- **DATA EXTRACT**
========

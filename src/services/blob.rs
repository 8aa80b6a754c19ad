use crate::error::{BlobError, BlobResult};
use async_trait::async_trait;
use log::debug;
use std::collections::HashMap;
use std::io::ErrorKind;
use std::path::{Component, Path, PathBuf};
use std::sync::RwLock;
use uuid::Uuid;

/// Blob key scheme for release artifacts.
pub struct BlobKey;

impl BlobKey {
    pub fn package(name: &str, version: &str) -> String {
        format!("packages/{name}-{version}.tar.gz")
    }

    pub fn docs(name: &str, version: &str) -> String {
        format!("docs/{name}-{version}.tar.gz")
    }
}

/// Storage for tarball and documentation bytes.
#[async_trait]
pub trait BlobStore: Send + Sync {
    async fn upload(&self, key: &str, bytes: &[u8]) -> BlobResult<()>;

    async fn download(&self, key: &str) -> BlobResult<Vec<u8>>;

    /// Deleting a missing key succeeds.
    async fn delete(&self, key: &str) -> BlobResult<()>;

    async fn exists(&self, key: &str) -> bool;
}

/// Blobs as files under a root directory, one file per key.
#[derive(Debug)]
pub struct FilesystemBlobStore {
    root: PathBuf,
}

impl FilesystemBlobStore {
    pub fn new(root: impl Into<PathBuf>) -> BlobResult<Self> {
        let root = root.into();
        std::fs::create_dir_all(&root)?;
        debug!("Blob store initialized at: {}", root.display());
        Ok(Self { root })
    }

    pub fn root(&self) -> &Path {
        &self.root
    }

    fn path_for(&self, key: &str) -> BlobResult<PathBuf> {
        let relative = Path::new(key);
        let well_formed = !key.is_empty()
            && relative
                .components()
                .all(|component| matches!(component, Component::Normal(_)));

        if !well_formed {
            return Err(BlobError::InvalidKey(key.to_string()));
        }

        Ok(self.root.join(relative))
    }
}

#[async_trait]
impl BlobStore for FilesystemBlobStore {
    async fn upload(&self, key: &str, bytes: &[u8]) -> BlobResult<()> {
        let path = self.path_for(key)?;
        if let Some(parent) = path.parent() {
            tokio::fs::create_dir_all(parent).await?;
        }

        // Readers never see a half-written blob
        let tmp_path = path.with_extension(format!("{}.tmp", Uuid::new_v4().simple()));
        tokio::fs::write(&tmp_path, bytes).await?;
        if let Err(e) = tokio::fs::rename(&tmp_path, &path).await {
            let _ = tokio::fs::remove_file(&tmp_path).await;
            return Err(e.into());
        }

        debug!("Stored blob {key} ({} bytes)", bytes.len());
        Ok(())
    }

    async fn download(&self, key: &str) -> BlobResult<Vec<u8>> {
        let path = self.path_for(key)?;
        tokio::fs::read(&path).await.map_err(|e| match e.kind() {
            ErrorKind::NotFound => BlobError::NotFound(key.to_string()),
            _ => BlobError::Io(e),
        })
    }

    async fn delete(&self, key: &str) -> BlobResult<()> {
        let path = self.path_for(key)?;
        match tokio::fs::remove_file(&path).await {
            Ok(()) => {
                debug!("Deleted blob {key}");
                Ok(())
            }
            Err(e) if e.kind() == ErrorKind::NotFound => Ok(()),
            Err(e) => Err(e.into()),
        }
    }

    async fn exists(&self, key: &str) -> bool {
        match self.path_for(key) {
            Ok(path) => tokio::fs::try_exists(&path).await.unwrap_or(false),
            Err(_) => false,
        }
    }
}

/// Blobs held in process memory, for ephemeral nodes and tests.
#[derive(Debug, Default)]
pub struct MemoryBlobStore {
    blobs: RwLock<HashMap<String, Vec<u8>>>,
}

impl MemoryBlobStore {
    pub fn new() -> Self {
        Self::default()
    }

    pub fn len(&self) -> usize {
        self.blobs.read().map(|blobs| blobs.len()).unwrap_or(0)
    }

    pub fn is_empty(&self) -> bool {
        self.len() == 0
    }

    pub fn keys(&self) -> Vec<String> {
        let mut keys: Vec<String> = self
            .blobs
            .read()
            .map(|blobs| blobs.keys().cloned().collect())
            .unwrap_or_default();
        keys.sort();
        keys
    }
}

fn poisoned() -> BlobError {
    BlobError::Io(std::io::Error::other("memory blob store lock poisoned"))
}

#[async_trait]
impl BlobStore for MemoryBlobStore {
    async fn upload(&self, key: &str, bytes: &[u8]) -> BlobResult<()> {
        if key.is_empty() {
            return Err(BlobError::InvalidKey(key.to_string()));
        }
        let mut blobs = self.blobs.write().map_err(|_| poisoned())?;
        blobs.insert(key.to_string(), bytes.to_vec());
        Ok(())
    }

    async fn download(&self, key: &str) -> BlobResult<Vec<u8>> {
        let blobs = self.blobs.read().map_err(|_| poisoned())?;
        blobs
            .get(key)
            .cloned()
            .ok_or_else(|| BlobError::NotFound(key.to_string()))
    }

    async fn delete(&self, key: &str) -> BlobResult<()> {
        let mut blobs = self.blobs.write().map_err(|_| poisoned())?;
        blobs.remove(key);
        Ok(())
    }

    async fn exists(&self, key: &str) -> bool {
        self.blobs
            .read()
            .map(|blobs| blobs.contains_key(key))
            .unwrap_or(false)
    }
}
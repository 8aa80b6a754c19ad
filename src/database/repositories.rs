use crate::models::repository::*;
use crate::schema::repositories;
use diesel::prelude::*;

pub struct RepositoryOperations<'a> {
    conn: &'a mut SqliteConnection,
}

impl<'a> RepositoryOperations<'a> {
    pub fn new(conn: &'a mut SqliteConnection) -> Self {
        Self { conn }
    }

    pub fn find(&mut self, name: &str) -> QueryResult<Option<Repository>> {
        repositories::table
            .filter(repositories::name.eq(name))
            .select(Repository::as_select())
            .first(self.conn)
            .optional()
    }

    pub fn insert(&mut self, name: &str) -> QueryResult<Repository> {
        diesel::insert_into(repositories::table)
            .values(&NewRepository::new(name.to_string()))
            .returning(Repository::as_returning())
            .get_result(self.conn)
    }

    /// Returns the existing row or creates it
    pub fn ensure(&mut self, name: &str) -> QueryResult<Repository> {
        match self.find(name)? {
            Some(repository) => Ok(repository),
            None => self.insert(name),
        }
    }

    pub fn list(&mut self) -> QueryResult<Vec<Repository>> {
        repositories::table
            .order(repositories::name.asc())
            .select(Repository::as_select())
            .load(self.conn)
    }

    pub fn rename(&mut self, from: &str, to: &str) -> QueryResult<usize> {
        diesel::update(repositories::table.filter(repositories::name.eq(from)))
            .set(repositories::name.eq(to))
            .execute(self.conn)
    }

    pub fn delete(&mut self, name: &str) -> QueryResult<usize> {
        diesel::delete(repositories::table.filter(repositories::name.eq(name))).execute(self.conn)
    }
}
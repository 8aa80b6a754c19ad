//! Record store: typed tables over SQLite with serialized transactions
//!
//! - `connection`: pool setup, storage tier probe and table placement
//! - `tables`: DDL, created per table at its effective tier
//! - `packages`, `releases`, `owners`, `repositories`, `downloads`:
//!   per-table operations that run on a caller-supplied connection
//! - `service`: `DatabaseService`, the transactional entry point

pub mod connection;
pub mod downloads;
pub mod owners;
pub mod packages;
pub mod releases;
pub mod repositories;
pub mod service;
pub mod tables;

pub use connection::{
    DbConnection, DbPool, StorageLayout, StorageTier, VOLATILE_SCHEMA, probe_storage_tier,
};
pub use service::{DatabaseService, TableSnapshot};
pub use tables::Table;

pub use downloads::DownloadOperations;
pub use owners::OwnerOperations;
pub use packages::PackageOperations;
pub use releases::ReleaseOperations;
pub use repositories::RepositoryOperations;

========

- **ASSIGNMENT**
Go through the listing above and copy each line exactly.

- **ANSWER TO THIS EXERCISE**
filename src/services/blob.rs
repository 8aa80b6a754c19ad
use crate::error::{BlobError, BlobResult};
use async_trait::async_trait;
use log::debug;
use std::collections::HashMap;
use std::io::ErrorKind;
use std::path::{Component, Path, PathBuf};
use std::sync::RwLock;
use uuid::Uuid;

/// Blob key scheme for release artifacts.
pub struct BlobKey;

impl BlobKey {
    pub fn package(name: &str, version: &str) -> String {
        format!("packages/{name}-{version}.tar.gz")
    }

    pub fn docs(name: &str, version: &str) -> String {
        format!("docs/{name}-{version}.tar.gz")
    }
}

/// Storage for tarball and documentation bytes.
#[async_trait]
pub trait BlobStore: Send + Sync {
    async fn upload(&self, key: &str, bytes: &[u8]) -> BlobResult<()>;

    async fn download(&self, key: &str) -> BlobResult<Vec<u8>>;

    /// Deleting a missing key succeeds.
    async fn delete(&self, key: &str) -> BlobResult<()>;

    async fn exists(&self, key: &str) -> bool;
}

/// Blobs as files under a root directory, one file per key.
#[derive(Debug)]
pub struct FilesystemBlobStore {
    root: PathBuf,
}

impl FilesystemBlobStore {
    pub fn new(root: impl Into<PathBuf>) -> BlobResult<Self> {
        let root = root.into();
        std::fs::create_dir_all(&root)?;
        debug!("Blob store initialized at: {}", root.display());
        Ok(Self { root })
    }

    pub fn root(&self) -> &Path {
        &self.root
    }

    fn path_for(&self, key: &str) -> BlobResult<PathBuf> {
        let relative = Path::new(key);
        let well_formed = !key.is_empty()
            && relative
                .components()
                .all(|component| matches!(component, Component::Normal(_)));

        if !well_formed {
            return Err(BlobError::InvalidKey(key.to_string()));
        }

        Ok(self.root.join(relative))
    }
}

#[async_trait]
impl BlobStore for FilesystemBlobStore {
    async fn upload(&self, key: &str, bytes: &[u8]) -> BlobResult<()> {
        let path = self.path_for(key)?;
        if let Some(parent) = path.parent() {
            tokio::fs::create_dir_all(parent).await?;
        }

        // Readers never see a half-written blob
        let tmp_path = path.with_extension(format!("{}.tmp", Uuid::new_v4().simple()));
        tokio::fs::write(&tmp_path, bytes).await?;
        if let Err(e) = tokio::fs::rename(&tmp_path, &path).await {
            let _ = tokio::fs::remove_file(&tmp_path).await;
            return Err(e.into());
        }

        debug!("Stored blob {key} ({} bytes)", bytes.len());
        Ok(())
    }

    async fn download(&self, key: &str) -> BlobResult<Vec<u8>> {
        let path = self.path_for(key)?;
        tokio::fs::read(&path).await.map_err(|e| match e.kind() {
            ErrorKind::NotFound => BlobError::NotFound(key.to_string()),
            _ => BlobError::Io(e),
        })
    }

    async fn delete(&self, key: &str) -> BlobResult<()> {
        let path = self.path_for(key)?;
        match tokio::fs::remove_file(&path).await {
            Ok(()) => {
                debug!("Deleted blob {key}");
                Ok(())
            }
            Err(e) if e.kind() == ErrorKind::NotFound => Ok(()),
            Err(e) => Err(e.into()),
        }
    }

    async fn exists(&self, key: &str) -> bool {
        match self.path_for(key) {
            Ok(path) => tokio::fs::try_exists(&path).await.unwrap_or(false),
            Err(_) => false,
        }
    }
}

/// Blobs held in process memory, for ephemeral nodes and tests.
#[derive(Debug, Default)]
pub struct MemoryBlobStore {
    blobs: RwLock<HashMap<String, Vec<u8>>>,
}

impl MemoryBlobStore {
    pub fn new() -> Self {
        Self::default()
    }

    pub fn len(&self) -> usize {
        self.blobs.read().map(|blobs| blobs.len()).unwrap_or(0)
    }

    pub fn is_empty(&self) -> bool {
        self.len() == 0
    }

    pub fn keys(&self) -> Vec<String> {
        let mut keys: Vec<String> = self
            .blobs
            .read()
            .map(|blobs| blobs.keys().cloned().collect())
            .unwrap_or_default();
        keys.sort();
        keys
    }
}

fn poisoned() -> BlobError {
    BlobError::Io(std::io::Error::other("memory blob store lock poisoned"))
}

#[async_trait]
impl BlobStore for MemoryBlobStore {
    async fn upload(&self, key: &str, bytes: &[u8]) -> BlobResult<()> {
        if key.is_empty() {
            return Err(BlobError::InvalidKey(key.to_string()));
        }
        let mut blobs = self.blobs.write().map_err(|_| poisoned())?;
        blobs.insert(key.to_string(), bytes.to_vec());
        Ok(())
    }

    async fn download(&self, key: &str) -> BlobResult<Vec<u8>> {
        let blobs = self.blobs.read().map_err(|_| poisoned())?;
        blobs
            .get(key)
            .cloned()
            .ok_or_else(|| BlobError::NotFound(key.to_string()))
    }

    async fn delete(&self, key: &str) -> BlobResult<()> {
        let mut blobs = self.blobs.write().map_err(|_| poisoned())?;
        blobs.remove(key);
        Ok(())
    }

    async fn exists(&self, key: &str) -> bool {
        self.blobs
            .read()
            .map(|blobs| blobs.contains_key(key))
            .unwrap_or(false)
    }
}
repository 8aa80b6a754c19ad
filename src/database/repositories.rs
use crate::models::repository::*;
use crate::schema::repositories;
use diesel::prelude::*;

pub struct RepositoryOperations<'a> {
    conn: &'a mut SqliteConnection,
}

impl<'a> RepositoryOperations<'a> {
    pub fn new(conn: &'a mut SqliteConnection) -> Self {
        Self { conn }
    }

    pub fn find(&mut self, name: &str) -> QueryResult<Option<Repository>> {
        repositories::table
            .filter(repositories::name.eq(name))
            .select(Repository::as_select())
            .first(self.conn)
            .optional()
    }

    pub fn insert(&mut self, name: &str) -> QueryResult<Repository> {
        diesel::insert_into(repositories::table)
            .values(&NewRepository::new(name.to_string()))
            .returning(Repository::as_returning())
            .get_result(self.conn)
    }

    /// Returns the existing row or creates it
    pub fn ensure(&mut self, name: &str) -> QueryResult<Repository> {
        match self.find(name)? {
            Some(repository) => Ok(repository),
            None => self.insert(name),
        }
    }

    pub fn list(&mut self) -> QueryResult<Vec<Repository>> {
        repositories::table
            .order(repositories::name.asc())
            .select(Repository::as_select())
            .load(self.conn)
    }

    pub fn rename(&mut self, from: &str, to: &str) -> QueryResult<usize> {
        diesel::update(repositories::table.filter(repositories::name.eq(from)))
            .set(repositories::name.eq(to))
            .execute(self.conn)
    }

    pub fn delete(&mut self, name: &str) -> QueryResult<usize> {
        diesel::delete(repositories::table.filter(repositories::name.eq(name))).execute(self.conn)
    }
}
repository 8aa80b6a754c19ad
//! Record store: typed tables over SQLite with serialized transactions
//!
//! - `connection`: pool setup, storage tier probe and table placement
//! - `tables`: DDL, created per table at its effective tier
//! - `packages`, `releases`, `owners`, `repositories`, `downloads`:
//!   per-table operations that run on a caller-supplied connection
//! - `service`: `DatabaseService`, the transactional entry point

pub mod connection;
pub mod downloads;
pub mod owners;
pub mod packages;
pub mod releases;
pub mod repositories;
pub mod service;
pub mod tables;

pub use connection::{
    DbConnection, DbPool, StorageLayout, StorageTier, VOLATILE_SCHEMA, probe_storage_tier,
};
pub use service::{DatabaseService, TableSnapshot};
pub use tables::Table;

pub use downloads::DownloadOperations;
pub use owners::OwnerOperations;
pub use packages::PackageOperations;
pub use releases::ReleaseOperations;
pub use repositories::RepositoryOperations;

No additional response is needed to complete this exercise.